History-addicted law student who runs on coffee & television shows.
alwaysatrombonist’s asked you: Yes, could you please post more about Arizona’s statute of limitations and Neal? Because legal-related stuff has been really important to fandom in the past and I feel like this will be important.
Sure thing. I’m going at this purely from an American law perspective and assuming that FTL law will have no weight in Storybrook (which I don’t think is actually the case with the show). I’m putting a cut because I have a total inability to keep things brief. Also, this post is a continuation of this thread.
For a little bit of background, adoption law is one of the very few areas of American jurisprudence where the rights of men are put below just about everyone else. Generally, the descending order of importance of rights in an adoption goes child, mother, adoptive parents, father, and then any other family member or guardian who might try to claim the child.
Adoption law falls under the heading of family law, which is governed by the states. This means that each state’s rules are a little bit different. The state in which the adoption took place (it was likely Arizona because Emma couldn’t have signed away her parental rights anywhere else) governs. Thus, even if this theoretical court battle between Regina, Emma, and Neal were to take place in Maine, Arizona’s rules would dictate.
The first statute we need to look at is Arizona statute §8-106(A)(2), which deals with adoption law. This law only mandates consent of the father if he was married to the mother at the time of the birth/pregnancy OR if he has established paternity. Neal doesn’t fit into either category because he failed to established paternity in the requisite time. To explain that, we need to jump to a different section in the same statute.
Arizona statute §8-106(J) is where the statute of limitations comes in. It states that if a potential father fails to file a paternity action within 30 days of the child’s birth, he “waives his right to be notified of any judicial hearing regarding the child’s adoption or the termination of parental rights and his consent to the adoption or termination is not required.”
On its face, this statute throws out any suit Neal (or Rumpel by proxy) might try to bring.
However, there’s an additional element here, and that is Neal’s lack of notification. Based on his exchange with August, it seems clear that he had no idea Emma was pregnant. In fact, Emma probably didn’t even know she was pregnant the last time she saw Neal, so the only fault that can be placed on him for not knowing is that he abandoned his girlfriend.
How would a lack of notification factor into this?
In Arizona, it wouldn’t be in Neal’s favor. This is for a few reasons. First, there is no court in the country that would find a felon who ran from the law a more fit parent than either Regina (who likely has a spotless criminal record) or Emma (who served her time and has been in Henry’s life for the past year).

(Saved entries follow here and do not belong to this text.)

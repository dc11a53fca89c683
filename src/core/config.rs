//! Configuration management with layered hierarchy

use log::warn;
use serde::Deserialize;
use std::path::{Path, PathBuf};
use thiserror::Error;

use crate::core::Project;
use crate::estimate::ReadinessPolicy;
use crate::signals::ExtractionThresholds;

/// QuoteForge configuration with layered hierarchy
#[derive(Debug, Default, Deserialize)]
#[serde(default)]
pub struct Config {
    /// Author recorded on saved quotes
    pub author: Option<String>,

    /// Readiness policy for the estimation engine
    pub policy: Option<ReadinessPolicy>,

    /// Path of the reference knowledge store
    pub knowledge_db: Option<PathBuf>,

    /// Default output format
    pub default_format: Option<String>,

    /// Dimension extraction thresholds (any omitted field keeps its default)
    pub thresholds: Option<ExtractionThresholds>,
}

/// Errors reading a single config file
#[derive(Debug, Error)]
pub enum ConfigError {
    #[error("cannot read config {path:?}: {source}")]
    Io {
        path: PathBuf,
        source: std::io::Error,
    },

    #[error("invalid config {path:?}: {message}")]
    Parse { path: PathBuf, message: String },
}

impl Config {
    /// Load configuration from all sources, merging in priority order
    ///
    /// An unreadable or invalid layer is skipped with a warning.
    pub fn load() -> Self {
        let project = Project::discover().ok();
        Self::load_layers(
            Self::global_config_path().as_deref(),
            project.as_ref(),
        )
    }

    /// Merge defaults, the given global file, the project config and the
    /// environment
    pub fn load_layers(global_path: Option<&Path>, project: Option<&Project>) -> Self {
        let mut config = Config::default();

        // 1. Built-in defaults (already in Default impl)

        // 2. Global user config (~/.config/quoteforge/config.yaml)
        if let Some(global_path) = global_path {
            config.merge_file(global_path);
        }

        // 3. Project config (.qf/config.yaml)
        if let Some(project) = project {
            config.merge_file(&project.config_path());

            // A relative store path is relative to the project root
            if let Some(db) = &config.knowledge_db {
                if db.is_relative() {
                    config.knowledge_db = Some(project.root().join(db));
                }
            }
        }

        // 4. Environment variables
        if let Ok(author) = std::env::var("QF_AUTHOR") {
            config.author = Some(author);
        }
        if let Ok(policy) = std::env::var("QF_POLICY") {
            match policy.parse() {
                Ok(policy) => config.policy = Some(policy),
                Err(e) => warn!("ignoring QF_POLICY: {}", e),
            }
        }
        if let Ok(db) = std::env::var("QF_KNOWLEDGE_DB") {
            config.knowledge_db = Some(PathBuf::from(db));
        }

        config
    }

    /// Parse one config file
    pub fn from_file(path: &Path) -> Result<Config, ConfigError> {
        let contents = std::fs::read_to_string(path).map_err(|source| ConfigError::Io {
            path: path.to_path_buf(),
            source,
        })?;
        Self::from_yaml(&contents).map_err(|message| ConfigError::Parse {
            path: path.to_path_buf(),
            message,
        })
    }

    fn from_yaml(contents: &str) -> Result<Config, String> {
        // A file with only comments parses as null
        if contents.lines().all(|l| l.trim().is_empty() || l.trim_start().starts_with('#')) {
            return Ok(Config::default());
        }
        serde_yml::from_str(contents).map_err(|e| e.to_string())
    }

    fn merge_file(&mut self, path: &Path) {
        if !path.exists() {
            return;
        }
        match Self::from_file(path) {
            Ok(layer) => self.merge(layer),
            Err(e) => warn!("{}", e),
        }
    }

    /// Get the path to the global config file
    pub fn global_config_path() -> Option<PathBuf> {
        directories::ProjectDirs::from("", "", "quoteforge")
            .map(|dirs| dirs.config_dir().join("config.yaml"))
    }

    /// Merge another config into this one (other takes precedence)
    fn merge(&mut self, other: Config) {
        if other.author.is_some() {
            self.author = other.author;
        }
        if other.policy.is_some() {
            self.policy = other.policy;
        }
        if other.knowledge_db.is_some() {
            self.knowledge_db = other.knowledge_db;
        }
        if other.default_format.is_some() {
            self.default_format = other.default_format;
        }
        if other.thresholds.is_some() {
            self.thresholds = other.thresholds;
        }
    }

    /// Get the author name, falling back to git config or username
    pub fn author(&self) -> String {
        if let Some(ref author) = self.author {
            return author.clone();
        }

        if let Ok(output) = std::process::Command::new("git")
            .args(["config", "user.name"])
            .output()
        {
            if output.status.success() {
                let name = String::from_utf8_lossy(&output.stdout).trim().to_string();
                if !name.is_empty() {
                    return name;
                }
            }
        }

        std::env::var("USER")
            .or_else(|_| std::env::var("USERNAME"))
            .unwrap_or_else(|_| "unknown".to_string())
    }

    pub fn policy(&self) -> ReadinessPolicy {
        self.policy.unwrap_or_default()
    }

    pub fn thresholds(&self) -> ExtractionThresholds {
        self.thresholds.clone().unwrap_or_default()
    }

    /// Knowledge store path: configured, else the project default
    pub fn knowledge_db(&self, project: Option<&Project>) -> Option<PathBuf> {
        self.knowledge_db
            .clone()
            .or_else(|| project.map(|p| p.knowledge_db_path()))
    }
}

#[cfg(test)]
mod tests {
    use super::*;
    use tempfile::tempdir;

    #[test]
    fn test_comment_only_file_is_empty_config() {
        let config = Config::from_yaml("# nothing\n\n# author: x\n").unwrap();
        assert!(config.author.is_none());
        assert!(config.policy.is_none());
    }

    #[test]
    fn test_partial_thresholds_keep_defaults() {
        let config = Config::from_yaml("thresholds:\n  millimeter_trigger: 100.0\n").unwrap();
        let thresholds = config.thresholds();
        assert_eq!(thresholds.millimeter_trigger, 100.0);
        assert_eq!(thresholds, ExtractionThresholds {
            millimeter_trigger: 100.0,
            ..Default::default()
        });
    }

    #[test]
    fn test_invalid_file_is_parse_error() {
        let tmp = tempdir().unwrap();
        let path = tmp.path().join("config.yaml");
        std::fs::write(&path, "policy: sometimes\n").unwrap();

        let err = Config::from_file(&path).unwrap_err();
        assert!(matches!(err, ConfigError::Parse { .. }));
    }

    #[test]
    fn test_project_layer_overrides_global() {
        let tmp = tempdir().unwrap();
        let global = tmp.path().join("global.yaml");
        std::fs::write(&global, "author: Global\npolicy: strict\ndefault_format: json\n").unwrap();

        let project = Project::init(&tmp.path().join("proj")).unwrap();
        std::fs::write(project.config_path(), "policy: lenient\nknowledge_db: refs.sqlite\n").unwrap();

        let config = Config::load_layers(Some(&global), Some(&project));
        assert_eq!(config.policy(), ReadinessPolicy::Lenient);
        assert_eq!(config.default_format.as_deref(), Some("json"));
        assert_eq!(
            config.knowledge_db(Some(&project)),
            Some(project.root().join("refs.sqlite"))
        );
    }

    #[test]
    fn test_knowledge_db_defaults_to_project_store() {
        let tmp = tempdir().unwrap();
        let project = Project::init(tmp.path()).unwrap();
        let config = Config::default();
        assert_eq!(
            config.knowledge_db(Some(&project)),
            Some(project.knowledge_db_path())
        );
        assert_eq!(config.knowledge_db(None), None);
    }
}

Additionally, Arizona courts are especially harsh on fathers who attempt to establish their paternity. I was able to find multiple cases that backed this up, but the most stunning to me actually took place in 2008. In Marco v. Sean, a biological father was one day late (meaning day 31 instead of 30) in filing a paternity petition after getting the run-around from the biological mother as to her location, plans, and the birth date of the child. Yet, the Arizona court still determined that he was too late and thus had no say in the adoption. Like I said earlier, adoption laws are harsh when it comes to the biological father. Additionally, a Maine court would be bound by this ruling because it directly interprets Arizona law.
Simply, a court would likely determine that Neal was too late in filing a petition for paternity by the time Henry is 10 years old. Ignorance of paternity is not an excuse in Arizona.